On September 11 of this year, I was doing nothing in particular on the computer, my mind wandering, when a theme came to me. Sort of a low cello theme, really, with a pretty indistinct rhythm. I tried playing it on the piano and it didn't sound right, so I did something I'd never tried before: I harmonized with the piano while singing the melody. Now, this was the sort of gorgeous theme that I just completely fell in love with, the sort of theme I didn't push to
go anywhere because I was perfectly content with singing the same thing over and over and over. And so I did. It was the sort of theme I knew I wanted to remember forever and play over and over and over again for the rest of my life. I get pretty worked up about this stuff.
Then I left the house for an hour, humming to myself. When I came back, I sat at the piano and started playing, but it wasn't right! What I was playing didn't sound anything like what I remembered- I couldn't remember any of it! I became completely depressed, and sat around miserable for a few hours trying to remember how it went.
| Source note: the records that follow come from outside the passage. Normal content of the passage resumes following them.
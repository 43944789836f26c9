//! Message root: `messages: { Name: { mode, direction } }` grouped by direction

use serde::Serialize;
use tree_sitter::Node;

use super::located_object;
use crate::extractors::base::{SchemaNode, SourceLocation, SyntaxTree};

#[derive(Debug, Clone, Copy, PartialEq, Eq, Hash, Serialize)]
#[serde(rename_all = "SCREAMING_SNAKE_CASE")]
pub enum MessageDirection {
    Subscribe,
    Publish,
    Bidirectional,
}

impl MessageDirection {
    /// Group order in the tree
    pub const ALL: [MessageDirection; 3] = [
        MessageDirection::Subscribe,
        MessageDirection::Publish,
        MessageDirection::Bidirectional,
    ];

    pub fn as_str(&self) -> &'static str {
        match self {
            MessageDirection::Subscribe => "SUBSCRIBE",
            MessageDirection::Publish => "PUBLISH",
            MessageDirection::Bidirectional => "BIDIRECTIONAL",
        }
    }

    /// Accepts both the enum member (`SUBSCRIBE`) and its runtime value (`"subscribe"`)
    pub fn from_name(name: &str) -> Option<Self> {
        match name.to_ascii_uppercase().as_str() {
            "SUBSCRIBE" => Some(MessageDirection::Subscribe),
            "PUBLISH" => Some(MessageDirection::Publish),
            "BIDIRECTIONAL" => Some(MessageDirection::Bidirectional),
            _ => None,
        }
    }
}

#[derive(Debug, Clone, PartialEq, Serialize)]
pub struct MessageItem {
    pub name: String,
    pub direction: MessageDirection,
    /// `ptp` / `broadcast`, or the member name when written as `Terrasoft.MessageMode.PTP`
    pub mode: Option<String>,
    pub location: SourceLocation,
}

#[derive(Debug, Clone, PartialEq, Serialize)]
pub struct MessageGroup {
    pub direction: MessageDirection,
    pub items: Vec<MessageItem>,
}

#[derive(Debug, Clone, PartialEq, Serialize)]
pub struct MessageRoot {
    /// Always three groups: SUBSCRIBE, PUBLISH, BIDIRECTIONAL
    pub groups: Vec<MessageGroup>,
    pub location: SourceLocation,
}

pub fn extract_messages(tree: Option<&SyntaxTree>) -> Option<MessageRoot> {
    let (tree, property, pairs) = located_object(tree, "messages")?;

    let messages: Vec<MessageItem> = pairs
        .iter()
        .filter_map(|pair| {
            let config = tree.unwrap_parens(pair.child_by_field_name("value")?);
            let direction = resolve_symbol(tree, &config, "direction")
                .and_then(|name| MessageDirection::from_name(&name))?;
            Some(MessageItem {
                name: tree.property_name(pair)?,
                direction,
                mode: resolve_symbol(tree, &config, "mode"),
                location: tree.location(pair),
            })
        })
        .collect();

    let groups = MessageDirection::ALL
        .iter()
        .map(|direction| MessageGroup {
            direction: *direction,
            items: messages
                .iter()
                .filter(|m| m.direction == *direction)
                .cloned()
                .collect(),
        })
        .collect();

    Some(MessageRoot {
        groups,
        location: property.location,
    })
}

/// A string literal value, or the last segment of a member access
fn resolve_symbol(tree: &SyntaxTree, config: &Node, name: &str) -> Option<String> {
    let value = tree.object_property(config, name)?;
    tree.string_value(&value).or_else(|| {
        tree.member_path(&value)
            .filter(|path| path.len() > 1)
            .and_then(|path| path.last().cloned())
    })
}

impl SchemaNode for MessageItem {
    fn name(&self) -> String {
        self.name.clone()
    }

    fn location(&self) -> Option<SourceLocation> {
        Some(self.location)
    }

    fn tooltip(&self) -> Option<String> {
        self.mode.clone()
    }
}

impl SchemaNode for MessageGroup {
    fn name(&self) -> String {
        self.direction.as_str().to_string()
    }

    fn has_children(&self) -> bool {
        !self.items.is_empty()
    }

    fn children(&self) -> Vec<Box<dyn SchemaNode>> {
        self.items
            .iter()
            .map(|item| Box::new(item.clone()) as Box<dyn SchemaNode>)
            .collect()
    }
}

impl SchemaNode for MessageRoot {
    fn name(&self) -> String {
        "Messages".to_string()
    }

    fn location(&self) -> Option<SourceLocation> {
        Some(self.location)
    }

    fn has_children(&self) -> bool {
        true
    }

    fn children(&self) -> Vec<Box<dyn SchemaNode>> {
        self.groups
            .iter()
            .map(|group| Box::new(group.clone()) as Box<dyn SchemaNode>)
            .collect()
    }
}
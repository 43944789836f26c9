//! Attribute root: members of `attributes: { ... }`, tooltip shows the data value type

use serde::Serialize;
use tree_sitter::Node;

use super::{located_object, PropertyItem};
use crate::data::terrasoft::DATA_VALUE_TYPE;
use crate::extractors::base::{as_integer, SchemaNode, SourceLocation, SyntaxTree};

#[derive(Debug, Clone, PartialEq, Serialize)]
pub struct AttributeRoot {
    pub items: Vec<PropertyItem>,
    pub location: SourceLocation,
}

pub fn extract_attributes(tree: Option<&SyntaxTree>) -> Option<AttributeRoot> {
    let (tree, property, pairs) = located_object(tree, "attributes")?;

    let items = pairs
        .iter()
        .filter_map(|pair| {
            let value = pair.child_by_field_name("value")?;
            Some(PropertyItem {
                name: tree.property_name(pair)?,
                tooltip: data_value_type(tree, &value),
                location: tree.location(pair),
            })
        })
        .collect();

    Some(AttributeRoot {
        items,
        location: property.location,
    })
}

/// `dataValueType` of an attribute config, as a member name
fn data_value_type(tree: &SyntaxTree, config: &Node) -> Option<String> {
    let value = tree.object_property(config, "dataValueType")?;
    if let Some(number) = tree.number_value(&value) {
        return as_integer(number)
            .and_then(|v| DATA_VALUE_TYPE.name_of(v))
            .map(str::to_string);
    }
    tree.member_path(&value)
        .and_then(|path| path.last().cloned())
}

impl SchemaNode for AttributeRoot {
    fn name(&self) -> String {
        "Attributes".to_string()
    }

    fn location(&self) -> Option<SourceLocation> {
        Some(self.location)
    }

    fn has_children(&self) -> bool {
        !self.items.is_empty()
    }

    fn children(&self) -> Vec<Box<dyn SchemaNode>> {
        PropertyItem::boxed(&self.items)
    }
}

#[cfg(test)]
mod tests {
    use super::*;
    use crate::language::create_parser;

    #[test]
    fn test_attribute_types() {
        let mut parser = create_parser().unwrap();
        let tree = SyntaxTree::parse(
            &mut parser,
            r#"define("Page", [], function() {
                return {
                    attributes: {
                        "IsVisible": { "dataValueType": 12, "value": false },
                        "Owner": { dataValueType: Terrasoft.DataValueType.LOOKUP },
                        "Plain": {}
                    }
                };
            });"#,
        )
        .unwrap();

        let root = extract_attributes(Some(&tree)).unwrap();
        let tooltips: Vec<Option<&str>> = root.items.iter().map(|i| i.tooltip.as_deref()).collect();
        assert_eq!(tooltips, vec![Some("BOOLEAN"), Some("LOOKUP"), None]);
    }
}
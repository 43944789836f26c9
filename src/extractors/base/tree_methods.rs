// Tree navigation methods for SyntaxTree
//
// Shape helpers for the small subset of JavaScript that schema sources use:
// object literals, string and number literals, member access chains.

use tree_sitter::Node;

use super::syntax_tree::SyntaxTree;

/// Node kinds accepted as the factory callback
pub const FUNCTION_KINDS: &[&str] = &["function_expression", "function", "arrow_function"];

impl SyntaxTree {
    /// Named children without interleaved comments
    pub fn named_children_of<'t>(&self, node: &Node<'t>) -> Vec<Node<'t>> {
        let mut cursor = node.walk();
        node.named_children(&mut cursor)
            .filter(|child| child.kind() != "comment")
            .collect()
    }

    /// Skip `( ... )` wrappers around an expression
    pub fn unwrap_parens<'t>(&self, node: Node<'t>) -> Node<'t> {
        let mut current = node;
        while current.kind() == "parenthesized_expression" {
            match self.named_children_of(&current).into_iter().next() {
                Some(inner) => current = inner,
                None => break,
            }
        }
        current
    }

    /// Key of a `pair` when it is an identifier or a string literal
    ///
    /// Computed keys (`[expr]: ...`) and numeric keys have no static name.
    pub fn property_name(&self, pair: &Node) -> Option<String> {
        if pair.kind() != "pair" {
            return None;
        }
        let key = pair.child_by_field_name("key")?;
        match key.kind() {
            "property_identifier" | "identifier" => Some(self.get_node_text(&key).to_string()),
            "string" => self.string_value(&key),
            _ => None,
        }
    }

    /// Content of a string literal, quotes stripped
    pub fn string_value(&self, node: &Node) -> Option<String> {
        if node.kind() != "string" {
            return None;
        }
        let text = self.get_node_text(node);
        if text.len() < 2 {
            return None;
        }
        Some(text[1..text.len() - 1].to_string())
    }

    /// A plain numeric literal (no sign, no expression)
    pub fn number_value(&self, node: &Node) -> Option<f64> {
        if node.kind() != "number" {
            return None;
        }
        parse_js_number(self.get_node_text(node))
    }

    /// A numeric literal, optionally negated (`-1`)
    pub fn signed_number_value(&self, node: &Node) -> Option<f64> {
        if node.kind() == "unary_expression" {
            let operator = node.child_by_field_name("operator")?;
            let argument = node.child_by_field_name("argument")?;
            let value = self.number_value(&argument)?;
            return match self.get_node_text(&operator) {
                "-" => Some(-value),
                "+" => Some(value),
                _ => None,
            };
        }
        self.number_value(node)
    }

    /// Statically named `key: value` members of an object literal
    ///
    /// Spreads, method shorthand, shorthand properties and computed keys are skipped.
    pub fn object_pairs<'t>(&self, object: &Node<'t>) -> Vec<Node<'t>> {
        if object.kind() != "object" {
            return Vec::new();
        }
        self.named_children_of(object)
            .into_iter()
            .filter(|child| child.kind() == "pair" && self.property_name(child).is_some())
            .filter(|child| child.child_by_field_name("value").is_some())
            .collect()
    }

    /// Value of the first member named `name`
    pub fn object_property<'t>(&self, object: &Node<'t>, name: &str) -> Option<Node<'t>> {
        self.object_pairs(object)
            .into_iter()
            .find(|pair| self.property_name(pair).as_deref() == Some(name))
            .and_then(|pair| pair.child_by_field_name("value"))
            .map(|value| self.unwrap_parens(value))
    }

    /// String value of member `name`
    pub fn object_string(&self, object: &Node, name: &str) -> Option<String> {
        self.object_property(object, name)
            .and_then(|value| self.string_value(&value))
    }

    /// Numeric value of member `name` (sign allowed)
    pub fn object_number(&self, object: &Node, name: &str) -> Option<f64> {
        self.object_property(object, name)
            .and_then(|value| self.signed_number_value(&value))
    }

    /// Segments of a dotted access (`a.b.c` -> `["a", "b", "c"]`)
    pub fn member_path(&self, node: &Node) -> Option<Vec<String>> {
        match node.kind() {
            "identifier" | "property_identifier" | "this" => {
                Some(vec![self.get_node_text(node).to_string()])
            }
            "member_expression" => {
                let object = node.child_by_field_name("object")?;
                let property = node.child_by_field_name("property")?;
                if property.kind() != "property_identifier" {
                    return None;
                }
                let mut path = self.member_path(&object)?;
                path.push(self.get_node_text(&property).to_string());
                Some(path)
            }
            _ => None,
        }
    }

    /// Whether `node` is a function literal usable as a factory callback
    pub fn is_function_literal(&self, node: &Node) -> bool {
        FUNCTION_KINDS.contains(&node.kind())
    }
}

/// Parse a JavaScript numeric literal (decimal, hex, octal, binary, separators)
pub fn parse_js_number(text: &str) -> Option<f64> {
    let cleaned: String = text.chars().filter(|c| *c != '_').collect();
    let lower = cleaned.to_ascii_lowercase();
    let radix_value = |digits: &str, radix: u32| i64::from_str_radix(digits, radix).ok().map(|v| v as f64);

    if let Some(digits) = lower.strip_prefix("0x") {
        return radix_value(digits, 16);
    }
    if let Some(digits) = lower.strip_prefix("0o") {
        return radix_value(digits, 8);
    }
    if let Some(digits) = lower.strip_prefix("0b") {
        return radix_value(digits, 2);
    }
    lower.trim_end_matches('n').parse::<f64>().ok()
}

/// Integral value of a parsed number, if it has no fractional part
pub fn as_integer(value: f64) -> Option<i64> {
    if value.is_finite() && value.fract() == 0.0 {
        Some(value as i64)
    } else {
        None
    }
}
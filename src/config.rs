use crate::ParamPackage;
use crate::error::Result;

/// Configuration for reading parameter packages.
///
/// The default configuration is lenient: a pair that cannot be read is
/// logged and dropped, and the rest of the package still loads. This is what
/// [`crate::from_str`] and `ParamPackage::from(&str)` use.
///
/// ## Nesting Depth
///
/// `max_depth` bounds how deeply brackets may nest inside a single value.
/// Values beyond the limit are rejected as a whole, never truncated. A
/// `max_depth` of 0 only admits plain scalars.
///
/// Default value: `max_depth = 5`
///
/// ```
/// use param_package::Config;
///
/// let package = Config::new().max_depth(0).deserialize_str("a:1,b:[1|2]").unwrap();
/// assert!(package.has("a"));
/// assert!(!package.has("b"));
/// ```
///
/// ## Strict Mode
///
/// With `strict(true)` the first unreadable pair, over-deep value or
/// unbalanced bracket is returned as an [`Error`](crate::Error) instead.
///
/// ```
/// use param_package::Config;
///
/// let strict = Config::new().strict(true);
/// assert!(strict.deserialize_str("a:1,bad,c:3").is_err());
/// assert_eq!(Config::new().deserialize_str("a:1,bad,c:3").unwrap().len(), 2);
/// ```
#[derive(Clone, Copy, Debug)]
pub struct Config {
    pub(crate) max_depth: usize,
    pub(crate) strict: bool,
}

impl Default for Config {
    fn default() -> Self {
        Self::new()
    }
}

impl Config {
    pub const fn new() -> Self {
        Self {
            max_depth: 5,
            strict: false,
        }
    }

    /// Specifies the deepest bracket nesting accepted inside one value.
    /// Default is 5.
    pub const fn max_depth(mut self, max_depth: usize) -> Self {
        self.max_depth = max_depth;
        self
    }

    /// Report unreadable input as an error instead of skipping it.
    pub const fn strict(mut self, strict: bool) -> Self {
        self.strict = strict;
        self
    }

    /// Deserializes a parameter package from a `&str` using this `Config`.
    ///
    /// Never fails unless `strict` is set.
    pub fn deserialize_str(self, input: &str) -> Result<ParamPackage> {
        crate::de::parse(input, self)
    }
}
My memory isn't good, you see, and I'd forgotten piano pieces I liked many times in the past. So I was very worried that I'd never get to sing it again. And I made a mental note that September 11 2006 was the day I forgot one of my favorite musical themes. I tried getting back to my computer, to do other things, but I couldn't concentrate on anything but the hole in my memory where the music had been. But I kept trying to remember
anything substantial from the piece, and eventually I did. And it all came rushing back, and I played it and sang it over and over and over again.
I didn't develop the piece at all after that, because it didn't need to be developed at all. I just continued to repeat it. A little while later, I went to this guy with recording equipment to record a bunch of my pieces on an electronic piano. I'd been planning on doing that for a while, though I hadn't played on an electronic piano in years, and certainly never for the purpose of any sort of recording. Well, as I was there recording for two hours altogether, I decided I wanted to do something with my latest theme. So I played a duet with myself: First I played a harmony with the piano voice, deciding as I went along what the melody would sound like later. Then, remembering what I'd decided, I played the melody in a strings voice while listening to the piano so that I could play along. It'd been much too long a time since I had the opportunity to improvise a duet with someone else, and this was almost as satisfying. I was really just experimenting, with no idea of how it'd sound in the end, but I felt that the very first try was very successful. It's extremely imprecise and chaotic, and I actually think that adds to its charm. You can decide for yourself.
Sigh.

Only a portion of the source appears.